◆ Work item ◆
Exactly reproduce the data from its first line through the line with "assert!(registry.is_empty());", leaving out every line after it.

===== Working data =====

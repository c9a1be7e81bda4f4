//! Integration tests for the shared element registry and frame clock.

use std::time::Duration;

use elastic_views_core::{
    ElementError, ElementKind, ElementTreeDebug, FrameClock, Scale, SharedElementRegistry,
};

fn example_screen(registry: &SharedElementRegistry) -> Vec<elastic_views_core::ElementId> {
    let layout = registry.create("example2_layout", ElementKind::Group);
    let names = [
        ("example2_view3", ElementKind::Button),
        ("example2_imv", ElementKind::Image),
        ("example2_textView0", ElementKind::Text),
        ("example2_fab", ElementKind::FloatingActionButton),
    ];
    let mut ids = vec![layout];
    for (name, kind) in names {
        ids.push(registry.create_child(layout, name, kind).unwrap());
    }
    ids
}

#[test]
fn screen_tree_lookup_and_teardown() {
    let registry = SharedElementRegistry::new();
    let ids = example_screen(&registry);

    assert_eq!(registry.len(), 5);
    assert_eq!(registry.children(ids[0]).unwrap(), ids[1..].to_vec());
    assert_eq!(registry.find_by_name("example2_fab"), Some(ids[4]));
    assert_eq!(registry.kind(ids[2]).unwrap(), ElementKind::Image);

    registry.destroy(ids[0]).unwrap();
    assert!(registry.is_empty());
    assert_eq!(registry.scale(ids[1]), Err(ElementError::InvalidElementId));
}

#[test]
fn frame_callbacks_mutate_shared_registry() {
    let registry = SharedElementRegistry::new();
    let ids = example_screen(&registry);
    let button = ids[1];

    let mut clock = FrameClock::new();
    let reg = registry.clone();
    let callback = clock.register(move |frame_time| {
        let shrink = 1.0 - frame_time.as_secs_f32();
        reg.set_scale(button, Scale::uniform(shrink)).ok();
    });

    clock.advance_to(Duration::from_millis(250));
    assert_eq!(registry.scale(button).unwrap(), Scale::uniform(0.75));

    clock.unregister(callback).unwrap();
    clock.advance_to(Duration::from_millis(500));
    assert_eq!(registry.scale(button).unwrap(), Scale::uniform(0.75));

    let tree = registry.with_read(|r| ElementTreeDebug::new().format_all(r)).unwrap();
    assert!(tree.contains("example2_view3 <Button> scale=0.75x0.75"));
}

#[test]
fn frame_time_regression_is_clamped() {
    let _ = tracing_subscriber::fmt()
        .with_env_filter("elastic_views_core=trace")
        .with_test_writer()
        .try_init();

    let mut clock = FrameClock::new();
    let seen = std::sync::Arc::new(parking_lot::Mutex::new(Vec::new()));
    let log = seen.clone();
    clock.register(move |frame_time| log.lock().push(frame_time));

    clock.advance_to(Duration::from_millis(32));
    assert_eq!(clock.advance_to(Duration::from_millis(16)), Duration::from_millis(32));
    clock.advance_by(Duration::from_millis(16));

    assert_eq!(
        *seen.lock(),
        vec![
            Duration::from_millis(32),
            Duration::from_millis(32),
            Duration::from_millis(48),
        ]
    );
    assert_eq!(clock.frame_count(), 3);
}
//! Widget layer for Elastic Views.
//!
//! This module ties elements to behaviour:
//!
//! - [`animation`]: Easing curves, tweens and the [`ElasticAnimator`](animation::ElasticAnimator)
//! - [`ClickDispatcher`]: Routes clicks from the host to per-element handlers
//! - [`widgets`]: Elastic buttons built on the animator
//!
//! # Overview
//!
//! Elements live in a [`SharedElementRegistry`](elastic_views_core::SharedElementRegistry).
//! The animator writes their scale each frame, driven either directly through
//! [`ElasticAnimator::on_frame`](animation::ElasticAnimator::on_frame) or by a
//! [`FrameClock`](elastic_views_core::FrameClock) it is attached to.

pub mod animation;
mod dispatcher;
pub mod widgets;

pub use dispatcher::{ClickDispatcher, ClickHandler};
//! Elastic Views - elastic scale animations for clickable elements.
//!
//! This is the main crate. It re-exports the core element model and adds the
//! animator, click dispatch, widgets and configuration.
//!
//! # Example
//!
//! ```
//! use elastic_views::prelude::*;
//! use std::time::Duration;
//!
//! let registry = SharedElementRegistry::new();
//! let view = registry.create("example2_view3", ElementKind::Button);
//! let animator = ElasticAnimator::new(registry.clone());
//!
//! animator
//!     .configure(view, 0.85, 0.85, 500)?
//!     .set_on_finish_listener(|_| println!("finished"))
//!     .start();
//!
//! let mut clock = FrameClock::new();
//! animator.attach_to(&mut clock);
//! clock.advance_to(Duration::ZERO);
//! clock.advance_to(Duration::from_millis(500));
//! assert_eq!(registry.scale(view)?, Scale::uniform(0.85));
//! # Ok::<(), Box<dyn std::error::Error>>(())
//! ```

pub use elastic_views_core::*;

pub mod config;
pub mod prelude;
pub mod widget;
//! Click dispatch for elements.
//!
//! The host UI reports clicks by element id. [`ClickDispatcher`] maps each id
//! to a handler closure, so routing a click is one table lookup followed by a
//! direct call.
//!
//! # Usage
//!
//! ```
//! use elastic_views::widget::ClickDispatcher;
//! use elastic_views_core::{ElementKind, SharedElementRegistry};
//!
//! let registry = SharedElementRegistry::new();
//! let fab = registry.create("example2_fab", ElementKind::FloatingActionButton);
//!
//! let mut dispatcher = ClickDispatcher::new();
//! dispatcher.register(fab, |id| println!("clicked {id:?}"));
//!
//! assert!(dispatcher.dispatch(fab));
//! ```

use std::collections::HashMap;
use std::fmt;

use elastic_views_core::logging::targets;
use elastic_views_core::ElementId;

/// A click handler. Receives the id of the clicked element.
pub type ClickHandler = Box<dyn FnMut(ElementId) + Send + 'static>;

/// Routes clicks to per-element handlers.
#[derive(Default)]
pub struct ClickDispatcher {
    handlers: HashMap<ElementId, ClickHandler>,
}

impl ClickDispatcher {
    /// Create an empty dispatcher.
    pub fn new() -> Self {
        Self::default()
    }

    /// Register the handler for `element`.
    ///
    /// Returns `true` if a previous handler was replaced.
    pub fn register<F>(&mut self, element: ElementId, handler: F) -> bool
    where
        F: FnMut(ElementId) + Send + 'static,
    {
        self.handlers.insert(element, Box::new(handler)).is_some()
    }

    /// Remove the handler for `element`. Returns `true` if one was registered.
    pub fn unregister(&mut self, element: ElementId) -> bool {
        self.handlers.remove(&element).is_some()
    }

    /// Check whether `element` has a handler.
    pub fn contains(&self, element: ElementId) -> bool {
        self.handlers.contains_key(&element)
    }

    /// Route a click. Returns `false` if no handler is registered.
    pub fn dispatch(&mut self, element: ElementId) -> bool {
        match self.handlers.get_mut(&element) {
            Some(handler) => {
                tracing::debug!(target: targets::DISPATCH, ?element, "dispatching click");
                handler(element);
                true
            }
            None => {
                tracing::trace!(target: targets::DISPATCH, ?element, "click without handler");
                false
            }
        }
    }

    /// Number of registered handlers.
    pub fn len(&self) -> usize {
        self.handlers.len()
    }

    /// Returns `true` if no handlers are registered.
    pub fn is_empty(&self) -> bool {
        self.handlers.is_empty()
    }
}

impl fmt::Debug for ClickDispatcher {
    fn fmt(&self, f: &mut fmt::Formatter<'_>) -> fmt::Result {
        f.debug_struct("ClickDispatcher")
            .field("handlers", &self.handlers.len())
            .finish()
    }
}
//! Elastic press behaviour for buttons, image views and floating action buttons.
//!
//! Clicking an [`ElasticView`] plays a two-phase press: the element shrinks to
//! its configured scale, then springs back to 1.0. The click listener runs
//! once the element is back at rest.
//!
//! # Example
//!
//! ```
//! use elastic_views::widget::animation::ElasticAnimator;
//! use elastic_views::widget::widgets::ElasticView;
//! use elastic_views_core::{ElementKind, SharedElementRegistry};
//! use std::time::Duration;
//!
//! let registry = SharedElementRegistry::new();
//! let animator = ElasticAnimator::new(registry.clone());
//! let mut button = ElasticView::create(&animator, "button", ElementKind::Button);
//! button.set_on_click_listener(|id| println!("{id:?} clicked"));
//!
//! assert!(button.click()?);
//! for frame in [0, 250, 266, 516] {
//!     animator.on_frame(Duration::from_millis(frame));
//! }
//! assert!(button.is_at_rest()?);
//! # Ok::<(), Box<dyn std::error::Error>>(())
//! ```

use std::fmt;
use std::sync::atomic::{AtomicBool, Ordering};
use std::sync::Arc;

use elastic_views_core::logging::targets;
use elastic_views_core::{ElasticError, ElementId, ElementKind, Result};

use crate::config::ElasticConfig;
use crate::widget::animation::{AnimationId, Easing, ElasticAnimator};

/// Listener invoked with the clicked element's id.
pub type ClickListener = Arc<dyn Fn(ElementId) + Send + Sync + 'static>;

/// Listener invoked after the click listener.
pub type FinishListener = Arc<dyn Fn() + Send + Sync + 'static>;

/// Parameters of a shrink-and-release press.
#[derive(Debug, Clone, Copy)]
pub(crate) struct Press {
    pub(crate) id: ElementId,
    pub(crate) scale: f32,
    pub(crate) duration_ms: u32,
    pub(crate) easing: Easing,
    pub(crate) include_children: bool,
}

impl Press {
    /// Shrink to `scale`, then release back to 1.0, each phase taking half
    /// the duration. `on_released` runs only if both phases finish.
    ///
    /// `pressing` must already be set; it is cleared once the press ends,
    /// whatever the outcome.
    pub(crate) fn play<F>(
        self,
        animator: &ElasticAnimator,
        pressing: Arc<AtomicBool>,
        on_released: F,
    ) -> Result<AnimationId>
    where
        F: FnOnce() + Send + 'static,
    {
        let half = i64::from(self.duration_ms / 2);
        let release = animator.clone();
        let shrink = match animator.configure(self.id, self.scale, self.scale, half) {
            Ok(animation) => animation,
            Err(err) => {
                pressing.store(false, Ordering::SeqCst);
                return Err(err);
            }
        };

        let id = shrink
            .set_easing(self.easing)
            .set_include_children(self.include_children)
            .set_on_finish_listener(move |outcome| {
                if !outcome.is_finished() {
                    tracing::debug!(target: targets::WIDGET, element = ?self.id, ?outcome, "press interrupted");
                    pressing.store(false, Ordering::SeqCst);
                    return;
                }
                let released = pressing.clone();
                let started = release.configure(self.id, 1.0, 1.0, half).map(|animation| {
                    animation
                        .set_easing(self.easing)
                        .set_include_children(self.include_children)
                        .set_on_finish_listener(move |outcome| {
                            released.store(false, Ordering::SeqCst);
                            if outcome.is_finished() {
                                on_released();
                            } else {
                                tracing::debug!(target: targets::WIDGET, element = ?self.id, ?outcome, "release interrupted");
                            }
                        })
                        .start()
                });
                if let Err(err) = started {
                    pressing.store(false, Ordering::SeqCst);
                    tracing::warn!(target: targets::WIDGET, element = ?self.id, %err, "could not release press");
                }
            })
            .start();
        Ok(id)
    }
}

/// An element that plays an elastic press when clicked.
pub struct ElasticView {
    id: ElementId,
    animator: ElasticAnimator,
    scale: f32,
    duration_ms: u32,
    easing: Easing,
    include_children: bool,
    on_click: Option<ClickListener>,
    on_finish: Option<FinishListener>,
    pressing: Arc<AtomicBool>,
}

impl ElasticView {
    /// Wrap an existing element using the default configuration.
    pub fn new(animator: &ElasticAnimator, id: ElementId) -> Self {
        Self::with_config(animator, id, &ElasticConfig::default())
    }

    /// Wrap an existing element.
    pub fn with_config(animator: &ElasticAnimator, id: ElementId, config: &ElasticConfig) -> Self {
        Self {
            id,
            animator: animator.clone(),
            scale: config.scale,
            duration_ms: config.duration_ms,
            easing: config.easing,
            include_children: config.include_children,
            on_click: None,
            on_finish: None,
            pressing: Arc::new(AtomicBool::new(false)),
        }
    }

    /// Create a new root element in the animator's registry and wrap it.
    pub fn create(animator: &ElasticAnimator, name: impl Into<String>, kind: ElementKind) -> Self {
        let id = animator.registry().create(name, kind);
        Self::new(animator, id)
    }

    /// The wrapped element.
    #[inline]
    pub fn id(&self) -> ElementId {
        self.id
    }

    /// Scale reached at the bottom of a press.
    #[inline]
    pub fn scale(&self) -> f32 {
        self.scale
    }

    /// Set the press scale.
    pub fn set_scale(&mut self, scale: f32) -> Result<()> {
        if !scale.is_finite() {
            return Err(ElasticError::invalid_argument(
                "scale",
                format!("must be finite, got {scale}"),
            ));
        }
        self.scale = scale;
        Ok(())
    }

    /// Total press duration in milliseconds.
    #[inline]
    pub fn duration_ms(&self) -> u32 {
        self.duration_ms
    }

    /// Set the total press duration.
    pub fn set_duration_ms(&mut self, duration_ms: u32) {
        self.duration_ms = duration_ms;
    }

    /// Set the press easing curve.
    pub fn set_easing(&mut self, easing: Easing) {
        self.easing = easing;
    }

    /// Set the click listener, replacing any previous one.
    pub fn set_on_click_listener<F>(&mut self, listener: F)
    where
        F: Fn(ElementId) + Send + Sync + 'static,
    {
        self.on_click = Some(Arc::new(listener));
    }

    /// Set the finish listener, replacing any previous one.
    pub fn set_on_finish_listener<F>(&mut self, listener: F)
    where
        F: Fn() + Send + Sync + 'static,
    {
        self.on_finish = Some(Arc::new(listener));
    }

    /// Returns `true` while a press is in flight.
    #[inline]
    pub fn is_pressed(&self) -> bool {
        self.pressing.load(Ordering::SeqCst)
    }

    /// Returns `true` if no press is in flight and the element is unscaled.
    pub fn is_at_rest(&self) -> Result<bool> {
        let scale = self.animator.registry().scale(self.id)?;
        Ok(scale.is_identity() && !self.is_pressed() && !self.animator.is_animating(self.id))
    }

    /// Play the press animation.
    ///
    /// Returns `Ok(false)` if the click was ignored because a press is
    /// already in flight.
    pub fn click(&self) -> Result<bool> {
        self.click_then(|| {})
    }

    /// Play the press and run `on_released` before the listeners.
    pub(crate) fn click_then<F>(&self, on_released: F) -> Result<bool>
    where
        F: FnOnce() + Send + 'static,
    {
        if self.pressing.swap(true, Ordering::SeqCst) {
            tracing::trace!(target: targets::WIDGET, element = ?self.id, "click ignored, press in flight");
            return Ok(false);
        }

        let id = self.id;
        let on_click = self.on_click.clone();
        let on_finish = self.on_finish.clone();
        self.press().play(&self.animator, self.pressing.clone(), move || {
            on_released();
            if let Some(on_click) = on_click {
                on_click(id);
            }
            if let Some(on_finish) = on_finish {
                on_finish();
            }
        })?;
        Ok(true)
    }

    pub(crate) fn press(&self) -> Press {
        Press {
            id: self.id,
            scale: self.scale,
            duration_ms: self.duration_ms,
            easing: self.easing,
            include_children: self.include_children,
        }
    }

    pub(crate) fn animator(&self) -> &ElasticAnimator {
        &self.animator
    }
}

impl fmt::Debug for ElasticView {
    fn fmt(&self, f: &mut fmt::Formatter<'_>) -> fmt::Result {
        f.debug_struct("ElasticView")
            .field("id", &self.id)
            .field("scale", &self.scale)
            .field("duration_ms", &self.duration_ms)
            .field("easing", &self.easing)
            .field("pressing", &self.is_pressed())
            .finish_non_exhaustive()
    }
}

=====

◆ Exercise output ◆
repository c9a1be7e81bda4f4
//! Integration tests for the shared element registry and frame clock.

use std::time::Duration;

use elastic_views_core::{
    ElementError, ElementKind, ElementTreeDebug, FrameClock, Scale, SharedElementRegistry,
};

fn example_screen(registry: &SharedElementRegistry) -> Vec<elastic_views_core::ElementId> {
    let layout = registry.create("example2_layout", ElementKind::Group);
    let names = [
        ("example2_view3", ElementKind::Button),
        ("example2_imv", ElementKind::Image),
        ("example2_textView0", ElementKind::Text),
        ("example2_fab", ElementKind::FloatingActionButton),
    ];
    let mut ids = vec![layout];
    for (name, kind) in names {
        ids.push(registry.create_child(layout, name, kind).unwrap());
    }
    ids
}

#[test]
fn screen_tree_lookup_and_teardown() {
    let registry = SharedElementRegistry::new();
    let ids = example_screen(&registry);

    assert_eq!(registry.len(), 5);
    assert_eq!(registry.children(ids[0]).unwrap(), ids[1..].to_vec());
    assert_eq!(registry.find_by_name("example2_fab"), Some(ids[4]));
    assert_eq!(registry.kind(ids[2]).unwrap(), ElementKind::Image);

    registry.destroy(ids[0]).unwrap();
    assert!(registry.is_empty());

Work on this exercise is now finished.